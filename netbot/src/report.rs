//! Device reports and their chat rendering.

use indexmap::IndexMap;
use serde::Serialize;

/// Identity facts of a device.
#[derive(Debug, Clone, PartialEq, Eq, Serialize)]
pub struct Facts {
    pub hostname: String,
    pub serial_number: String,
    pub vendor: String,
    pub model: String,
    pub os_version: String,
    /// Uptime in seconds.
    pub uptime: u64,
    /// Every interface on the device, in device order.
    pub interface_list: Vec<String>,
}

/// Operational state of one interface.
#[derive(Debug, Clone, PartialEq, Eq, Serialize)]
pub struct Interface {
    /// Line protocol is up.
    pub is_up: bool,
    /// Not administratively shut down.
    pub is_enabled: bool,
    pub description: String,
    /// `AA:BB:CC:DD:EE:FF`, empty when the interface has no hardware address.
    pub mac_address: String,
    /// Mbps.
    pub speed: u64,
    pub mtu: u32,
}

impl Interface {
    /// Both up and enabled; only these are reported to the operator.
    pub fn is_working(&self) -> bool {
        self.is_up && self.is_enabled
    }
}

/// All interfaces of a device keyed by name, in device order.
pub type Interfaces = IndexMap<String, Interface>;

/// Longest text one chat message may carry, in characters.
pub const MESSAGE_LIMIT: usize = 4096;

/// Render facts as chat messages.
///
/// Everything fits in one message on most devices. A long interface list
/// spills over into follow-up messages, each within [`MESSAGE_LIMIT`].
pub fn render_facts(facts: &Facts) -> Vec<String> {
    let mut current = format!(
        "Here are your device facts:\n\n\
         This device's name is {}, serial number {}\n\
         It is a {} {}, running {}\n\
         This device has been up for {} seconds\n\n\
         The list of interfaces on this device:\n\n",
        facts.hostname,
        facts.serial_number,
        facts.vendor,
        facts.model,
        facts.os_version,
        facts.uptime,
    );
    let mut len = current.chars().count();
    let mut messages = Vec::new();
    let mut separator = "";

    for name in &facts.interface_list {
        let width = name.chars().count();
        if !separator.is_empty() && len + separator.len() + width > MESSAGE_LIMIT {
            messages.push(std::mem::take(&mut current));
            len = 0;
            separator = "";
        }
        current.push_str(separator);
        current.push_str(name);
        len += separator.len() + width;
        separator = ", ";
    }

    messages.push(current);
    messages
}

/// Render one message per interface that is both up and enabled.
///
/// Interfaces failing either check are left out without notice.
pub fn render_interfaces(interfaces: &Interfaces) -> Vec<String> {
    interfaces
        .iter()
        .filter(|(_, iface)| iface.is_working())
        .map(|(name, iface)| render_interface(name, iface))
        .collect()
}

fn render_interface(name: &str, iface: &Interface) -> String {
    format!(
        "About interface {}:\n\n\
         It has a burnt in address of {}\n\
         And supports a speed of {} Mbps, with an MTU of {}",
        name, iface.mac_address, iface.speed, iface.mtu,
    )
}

Exercise goal
Each entry must appear in the reply exactly as written.

Exercise response
filename netbot/src/report.rs
//! Device reports and their chat rendering.

use indexmap::IndexMap;
use serde::Serialize;

/// Identity facts of a device.
#[derive(Debug, Clone, PartialEq, Eq, Serialize)]
pub struct Facts {
    pub hostname: String,
    pub serial_number: String,
    pub vendor: String,
    pub model: String,
    pub os_version: String,
    /// Uptime in seconds.
    pub uptime: u64,
    /// Every interface on the device, in device order.
    pub interface_list: Vec<String>,
}

/// Operational state of one interface.
#[derive(Debug, Clone, PartialEq, Eq, Serialize)]
pub struct Interface {
    /// Line protocol is up.
    pub is_up: bool,
    /// Not administratively shut down.
    pub is_enabled: bool,
    pub description: String,
    /// `AA:BB:CC:DD:EE:FF`, empty when the interface has no hardware address.
    pub mac_address: String,
    /// Mbps.
    pub speed: u64,
    pub mtu: u32,
}

impl Interface {
    /// Both up and enabled; only these are reported to the operator.
    pub fn is_working(&self) -> bool {
        self.is_up && self.is_enabled
    }
}

/// All interfaces of a device keyed by name, in device order.
pub type Interfaces = IndexMap<String, Interface>;

/// Longest text one chat message may carry, in characters.
pub const MESSAGE_LIMIT: usize = 4096;

/// Render facts as chat messages.
///
/// Everything fits in one message on most devices. A long interface list
/// spills over into follow-up messages, each within [`MESSAGE_LIMIT`].
pub fn render_facts(facts: &Facts) -> Vec<String> {
    let mut current = format!(
        "Here are your device facts:\n\n\
         This device's name is {}, serial number {}\n\
         It is a {} {}, running {}\n\
         This device has been up for {} seconds\n\n\
         The list of interfaces on this device:\n\n",
        facts.hostname,
        facts.serial_number,
        facts.vendor,
        facts.model,
        facts.os_version,
        facts.uptime,
    );
    let mut len = current.chars().count();
    let mut messages = Vec::new();
    let mut separator = "";

    for name in &facts.interface_list {
        let width = name.chars().count();
        if !separator.is_empty() && len + separator.len() + width > MESSAGE_LIMIT {
            messages.push(std::mem::take(&mut current));
            len = 0;
            separator = "";
        }
        current.push_str(separator);
        current.push_str(name);
        len += separator.len() + width;
        separator = ", ";
    }

    messages.push(current);
    messages
}

/// Render one message per interface that is both up and enabled.
///
/// Interfaces failing either check are left out without notice.
pub fn render_interfaces(interfaces: &Interfaces) -> Vec<String> {
    interfaces
        .iter()
        .filter(|(_, iface)| iface.is_working())
        .map(|(name, iface)| render_interface(name, iface))
        .collect()
}

fn render_interface(name: &str, iface: &Interface) -> String {
    format!(
        "About interface {}:\n\n\
         It has a burnt in address of {}\n\
         And supports a speed of {} Mbps, with an MTU of {}",
        name, iface.mac_address, iface.speed, iface.mtu,
    )
}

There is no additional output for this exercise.